Digital regulation circuit

Abstract

A self-adjusting circuit provides a reverse body bias to circuitry in a DROWSY mode. memory cells having the appropriate skews are supplied with a changing operating voltage potential, causing a memory cell to fail and determining the correct back bias potential V_SS to supply that improves operation of the processor in a low power standby mode.

Description

To prolong battery life, low power standby modes have been incorporated into processors to conserve power in portable computers and hand held wireless communication devices. This low power standby or drowsy mode may use analog circuitry to raise the back bias potential V_SS that is supplied to source terminals of N-channel transistors. The increased V_SS operating voltage above ground produces a reverse body bias that increases the threshold voltage of these N-channel transistors. In order to lower the source-to-drain leakage currents in the drowsy mode, the N-well regions of P-channel transistors may also receive a raised bias that provides a higher threshold voltage.

There is a continuing need for better ways to provide flexibility for operating a microprocessor or other digital circuits while preserving low power operation and the stability of any embedded devices.

BRIEF DESCRIPTION OF THE DRAWINGS

The subject matter regarded as the invention is particularly pointed out and distinctly claimed in the concluding portion of the specification. The invention, however, both as to organization and method of operation, together with objects, features, and advantages thereof, may best be understood by reference to the following detailed description when read with the accompanying drawings in which:

FIG. 1 illustrates multiple transistors connected between a power conductor that supplies the back bias potential V_SS to circuitry and a power conductor connected to a pad supply in accordance with the present invention;

FIG. 2 is a diagram that illustrates one embodiment that may be used in selecting the transistors that set the back bias potential V_SS; and

FIG. 3 is a diagram that illustrates another embodiment that may be used in selecting the transistors that set the back bias potential V_SS.

It will be appreciated that for simplicity and clarity of illustration, elements illustrated in the figures have not necessarily been drawn to scale. For example, the dimensions of some of the elements may be exaggerated relative to other elements for clarity. Further, where considered appropriate, reference numerals have been repeated among the figures to indicate corresponding or analogous elements.

DETAILED DESCRIPTION

In the following detailed description, numerous specific details are set forth in order to provide a thorough understanding of the invention. However, it will be understood by those skilled in the art that the present invention may be practiced without these specific details. In other instances, well-known methods, procedures, components and circuits have not been described in detail so as not to obscure the present invention.
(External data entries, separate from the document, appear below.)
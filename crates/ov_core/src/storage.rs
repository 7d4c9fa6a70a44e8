use async_trait::async_trait;
use crate::name::DatasetName;
use crate::Result;

/// Read-only access to the place dataset files live.
#[async_trait]
pub trait DatasetSource: Send + Sync {
    /// Names of every entry directly under the storage root, unfiltered.
    async fn list_entries(&self) -> Result<Vec<String>>;

    /// Raw contents of one entry. Fails with `Error::NotFound` when it does not exist.
    async fn read_entry(&self, name: &DatasetName) -> Result<Vec<u8>>;

    /// Human readable location, for logs.
    fn describe(&self) -> String;
}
In the following description and claims, the terms "coupled" and "connected," along with their derivatives, may be used. It should be understood that these terms are not intended as synonyms for each other. Rather, in particular embodiments, "connected" may be used to indicate that two or more elements are in direct physical or electrical contact with each other. "Coupled" may mean that two or more elements are in direct physical or electrical contact. However, "coupled" may also mean that two or more elements are not in direct contact with each other, but yet still co-operate or interact with each other.

Embodiments of the present invention may be used in a variety of applications, with the claimed subject matter incorporated into microcontrollers, general-purpose microprocessors, Digital Signal Processors (DSPs), Reduced Instruction-Set Computing (RISC), Complex Instruction-Set Computing (CISC), among other electronic components. In particular, the present invention may be used in smart phones, communicators and Personal Digital Assistants (PDAs), base band and application processors, automotive infotainment and other products. However, it should be understood that the scope of the present invention is not limited to these examples.

The principles of the present invention may be practiced in wireless devices that are connected in a Code Division Multiple Access (CDMA) cellular network such as IS-95, CDMA 2000, and UMTS-WCDMA and distributed within an area for providing cell coverage for wireless communication. Additionally, the principles of the present invention may be practiced in Wireless Local Area Network (WLAN), 802.11a-b, Orthogonal Frequency Division Multiplexing (OFDM), Ultra Wide Band (UWB), among others. The type of network connection is not intended to limit the scope of the present invention.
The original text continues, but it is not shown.